You already know about the big trend in states to ban discretionary clauses in insurance policies that fund ERISA benefits.
Chalk up another circuit deciding to enforce the ban.
Here’s the case of Fontaine v. Met Life, __ F.3d __ (7th Circuit, September 4, 2015) (PDF).
FACTS: Fontaine, a lawyer at Mayer Brown, sought ERISA governed long-term disability benefits for a vision impairment. The “disability plan provides that MetLife’s benefit determination ‘shall be given full force and effect’ unless they are shown to be ‘arbitrary and capricious,’ thus calling for discretionary review.” Met Life denied the claim and Fontaine brought suit claiming the de novo standard of review should apply because an Illinois state regulation bans discretionary clauses.

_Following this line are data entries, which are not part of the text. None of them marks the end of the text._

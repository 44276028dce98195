//! `ux-scorecard` — classify analytics snapshots by storefront platform and score UX friction.
//!
//! # Flow
//! 1. Parse CLI arguments ([`cli`]) and initialize logging.
//! 2. Load config ([`load_config`]).
//! 3. Discover and parse snapshot files, through a [`SnapshotCache`].
//! 4. Optionally fold to the newest record per country (`--latest`).
//! 5. Classify, score and aggregate into a [`Report`].
//! 6. Render the requested report.
//! 7. Exit `0`, or `1` when no snapshot data was found.

mod cli;

use std::path::{Path, PathBuf};
use std::time::Duration;

use anyhow::{Context, Result};
use clap::Parser;
use log::{info, warn};

use cli::{Cli, ReportFormat};
use ux_scorecard::config::{load_config, Config};
use ux_scorecard::logging;
use ux_scorecard::models::{Platform, RawCountryPayload};
use ux_scorecard::report::{self, Filters, Report};
use ux_scorecard::snapshot::{self, cache::SnapshotCache, merge::latest_per_country};

fn main() -> Result<()> {
    let cli = Cli::parse();

    if let Err(e) = logging::init_logger(logging::level_for(cli.verbose, cli.quiet)) {
        eprintln!("logger already initialized: {}", e);
    }

    let path = cli
        .path
        .canonicalize()
        .unwrap_or_else(|_| cli.path.clone());
    let data_dir = if path.is_file() {
        path.parent().map(Path::to_path_buf).unwrap_or_else(|| PathBuf::from("."))
    } else {
        path.clone()
    };

    let config = load_config(&data_dir, cli.config.as_deref())?;

    let filters = Filters {
        platforms: cli.platforms.iter().map(Into::<Platform>::into).collect(),
        countries: cli.countries.clone(),
        audit: cli.audit,
    };

    let mut cache = SnapshotCache::new(config.cache.ttl());
    let mut known_files: Vec<PathBuf> = Vec::new();

    loop {
        let files = snapshot_files(&path);
        if files != known_files {
            if !known_files.is_empty() {
                info!("snapshot set changed, invalidating cache");
            }
            cache.invalidate();
            known_files = files.clone();
        }

        let found = run_once(&cli, &path, &files, &config, &filters, &mut cache)?;

        match cli.watch {
            Some(secs) => std::thread::sleep(Duration::from_secs(secs.max(1))),
            None if !found => {
                eprintln!("No snapshot data found in {}", path.display());
                std::process::exit(1);
            }
            None => break,
        }
    }

    Ok(())
}

fn snapshot_files(path: &Path) -> Vec<PathBuf> {
    if path.is_file() {
        vec![path.to_path_buf()]
    } else {
        snapshot::discover(path)
    }
}

/// Load, score and render once. Returns `false` when there was nothing to report on.
fn run_once(
    cli: &Cli,
    path: &Path,
    files: &[PathBuf],
    config: &Config,
    filters: &Filters,
    cache: &mut SnapshotCache,
) -> Result<bool> {
    let snapshots = snapshot::load_all(files, cache, cli.quiet);

    let mut records: Vec<RawCountryPayload> = snapshots
        .into_iter()
        .flat_map(|s| s.records)
        .collect();

    if records.is_empty() {
        warn!("no country records in {} file(s)", files.len());
        return Ok(false);
    }

    if cli.latest {
        records = latest_per_country(records);
        info!("kept newest record for {} countries", records.len());
    }

    let scorecard = Report::build(&records, config, filters);

    match cli.report {
        ReportFormat::Terminal => {
            report::terminal::render(&scorecard, path, cli.verbose, cli.quiet)?;
        }
        ReportFormat::Json => {
            let json = serde_json::to_string_pretty(&scorecard).context("serializing report")?;
            println!("{}", json);
        }
    }

    Ok(true)
}
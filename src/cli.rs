use std::path::PathBuf;

use clap::Parser;

use ux_scorecard::models::Platform;

#[derive(Parser, Debug)]
#[command(
    name = "ux-scorecard",
    about = "Classify analytics snapshots by storefront platform and score UX friction per market",
    version
)]
pub struct Cli {
    /// Snapshot directory (searched along with its `data/` subdirectory) or a single snapshot file
    #[arg(default_value = ".")]
    pub path: PathBuf,

    /// Config file [default: <path>/.ux-scorecard/config.toml, fallback ~/.config/ux-scorecard/config.toml]
    #[arg(long)]
    pub config: Option<PathBuf>,

    /// Report format
    #[arg(long, default_value = "terminal", value_name = "FORMAT")]
    pub report: ReportFormat,

    /// Keep only the newest record per country across all snapshots
    #[arg(long)]
    pub latest: bool,

    /// Include platforms excluded by policy (Support, Unknown by default)
    #[arg(long)]
    pub audit: bool,

    /// Only report this platform (repeatable)
    #[arg(long = "platform", value_name = "PLATFORM")]
    pub platforms: Vec<PlatformArg>,

    /// Only report this country (repeatable)
    #[arg(long = "country", value_name = "COUNTRY")]
    pub countries: Vec<String>,

    /// Re-render every SECS seconds
    #[arg(long, value_name = "SECS")]
    pub watch: Option<u64>,

    /// Also show top pages and tech breakdown; debug logging
    #[arg(short, long)]
    pub verbose: bool,

    /// Only print summary line
    #[arg(short, long)]
    pub quiet: bool,
}

#[derive(Debug, Clone, Copy, clap::ValueEnum)]
pub enum ReportFormat {
    Terminal,
    Json,
}

#[derive(Debug, Clone, clap::ValueEnum)]
pub enum PlatformArg {
    Nextgen,
    Webshop,
    Netshop,
    Support,
    Other,
    Unknown,
}

impl From<&PlatformArg> for Platform {
    fn from(arg: &PlatformArg) -> Self {
        match arg {
            PlatformArg::Nextgen => Platform::NextGen,
            PlatformArg::Webshop => Platform::Webshop,
            PlatformArg::Netshop => Platform::Netshop,
            PlatformArg::Support => Platform::Support,
            PlatformArg::Other => Platform::Other,
            PlatformArg::Unknown => Platform::Unknown,
        }
    }
}

#[cfg(test)]
mod tests {
    use super::*;

    #[test]
    fn test_parse_filters() {
        let cli = Cli::try_parse_from([
            "ux-scorecard",
            "data",
            "--platform",
            "nextgen",
            "--platform",
            "webshop",
            "--country",
            "France",
            "--report",
            "json",
            "--latest",
        ])
        .unwrap();
        let platforms: Vec<Platform> = cli.platforms.iter().map(Into::into).collect();
        assert_eq!(platforms, vec![Platform::NextGen, Platform::Webshop]);
        assert_eq!(cli.countries, vec!["France"]);
        assert!(matches!(cli.report, ReportFormat::Json));
        assert!(cli.latest);
        assert!(!cli.audit);
        assert_eq!(cli.watch, None);
    }
}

ISSUE: Does ERISA preempt a state law banning discretionary clauses?
7th Circuit HELD: No.
- Met Life argued that the ban on discretionary clauses is preempted by ERISA because the discretionary clause here was contained in the ERISA plan, not an insurance policy. The court concluded, however: “Whether a provision for discretionary interpretation is placed in an insurance policy or in a different document…should make no legal difference.” Op. at 7.

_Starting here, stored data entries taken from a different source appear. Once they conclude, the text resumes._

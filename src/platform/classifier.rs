use crate::models::{ClassifiedRecord, Platform, RawCountryPayload};
use crate::platform::evidence;

/// Countries that always run the Nordic Netshop storefront.
const NETSHOP_COUNTRIES: &[&str] = &["Sweden", "Norway"];

const NETSHOP_MARKERS: &[&str] = &[".se/", ".no/", "lyreco.se", "lyreco.no"];
const NEXTGEN_MARKERS: &[&str] = &["shop.lyreco"];
const WEBSHOP_MARKERS: &[&str] = &["webshop", "lyreco.com/webshop"];
const SUPPORT_MARKERS: &[&str] = &["support.lyreco", "help.lyreco"];

/// Predicate half of a classification rule.
#[derive(Debug)]
pub enum Matcher {
    /// Country name equals one of these (ASCII case-insensitive).
    CountryIn(&'static [&'static str]),
    /// Evidence blob contains any of these substrings.
    EvidenceContains(&'static [&'static str]),
    /// Nothing was collected from PopularPages or ReferrerUrl.
    NoEvidence,
    /// Any nested matcher matches.
    AnyOf(&'static [Matcher]),
    /// Matches everything; terminates the table.
    Always,
}

impl Matcher {
    fn matches(&self, country: &str, evidence: &str) -> bool {
        match self {
            Matcher::CountryIn(countries) => countries
                .iter()
                .any(|c| c.eq_ignore_ascii_case(country.trim())),
            Matcher::EvidenceContains(markers) => markers.iter().any(|m| evidence.contains(m)),
            Matcher::NoEvidence => evidence.is_empty(),
            Matcher::AnyOf(matchers) => matchers.iter().any(|m| m.matches(country, evidence)),
            Matcher::Always => true,
        }
    }
}

/// One row of the rule table: `matcher` firing assigns `platform`.
#[derive(Debug)]
pub struct Rule {
    pub name: &'static str,
    pub platform: Platform,
    pub matcher: Matcher,
}

/// Classification rules in priority order; the first match wins.
///
/// Geography comes before every URL rule, so Sweden and Norway resolve to
/// Netshop even when their evidence points at `shop.lyreco`. That may hide a
/// NextGen rollout in those countries; the precedence is kept as-is until the
/// business decides otherwise.
pub static RULES: &[Rule] = &[
    Rule {
        name: "netshop",
        platform: Platform::Netshop,
        matcher: Matcher::AnyOf(&[
            Matcher::CountryIn(NETSHOP_COUNTRIES),
            Matcher::EvidenceContains(NETSHOP_MARKERS),
        ]),
    },
    Rule {
        name: "nextgen-host",
        platform: Platform::NextGen,
        matcher: Matcher::EvidenceContains(NEXTGEN_MARKERS),
    },
    Rule {
        name: "webshop-path",
        platform: Platform::Webshop,
        matcher: Matcher::EvidenceContains(WEBSHOP_MARKERS),
    },
    Rule {
        name: "support-host",
        platform: Platform::Support,
        matcher: Matcher::EvidenceContains(SUPPORT_MARKERS),
    },
    Rule {
        name: "no-evidence",
        platform: Platform::Unknown,
        matcher: Matcher::NoEvidence,
    },
    Rule {
        name: "fallback",
        platform: Platform::Other,
        matcher: Matcher::Always,
    },
];

/// Classify a country payload into a platform.
pub fn classify(country: &str, payload: &RawCountryPayload) -> Platform {
    classify_explained(country, payload).platform
}

/// Like [`classify`], but also returns the rule that fired.
pub fn classify_explained(country: &str, payload: &RawCountryPayload) -> &'static Rule {
    let evidence = evidence::collect(payload);
    RULES
        .iter()
        .find(|rule| rule.matcher.matches(country, &evidence))
        // the table ends with `Always`
        .unwrap_or(&RULES[RULES.len() - 1])
}

/// `"{country} ({platform})"`
pub fn market_key(country: &str, platform: Platform) -> String {
    format!("{} ({})", country, platform)
}

impl<'a> ClassifiedRecord<'a> {
    /// Classify `payload` under its own `country` field.
    pub fn new(payload: &'a RawCountryPayload) -> Self {
        let rule = classify_explained(&payload.country, payload);
        ClassifiedRecord {
            payload,
            platform: rule.platform,
            market: market_key(&payload.country, rule.platform),
            rule: rule.name,
        }
    }
}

- “We join the Ninth and Sixth Circuits in concluding that a state law prohibiting discretionary clauses squarely satisfies [the requirement of proof that the state law substantially affect risk pooling].” Op. at 9-10.
- The state law here “does not duplicate, supplement, or supplant the ERISA civil enforcement remedy. All it does is restore in Illinois ERISA’s own default rule of de novo review in court cases challenging denials of health and disability benefits.” Op. at 10.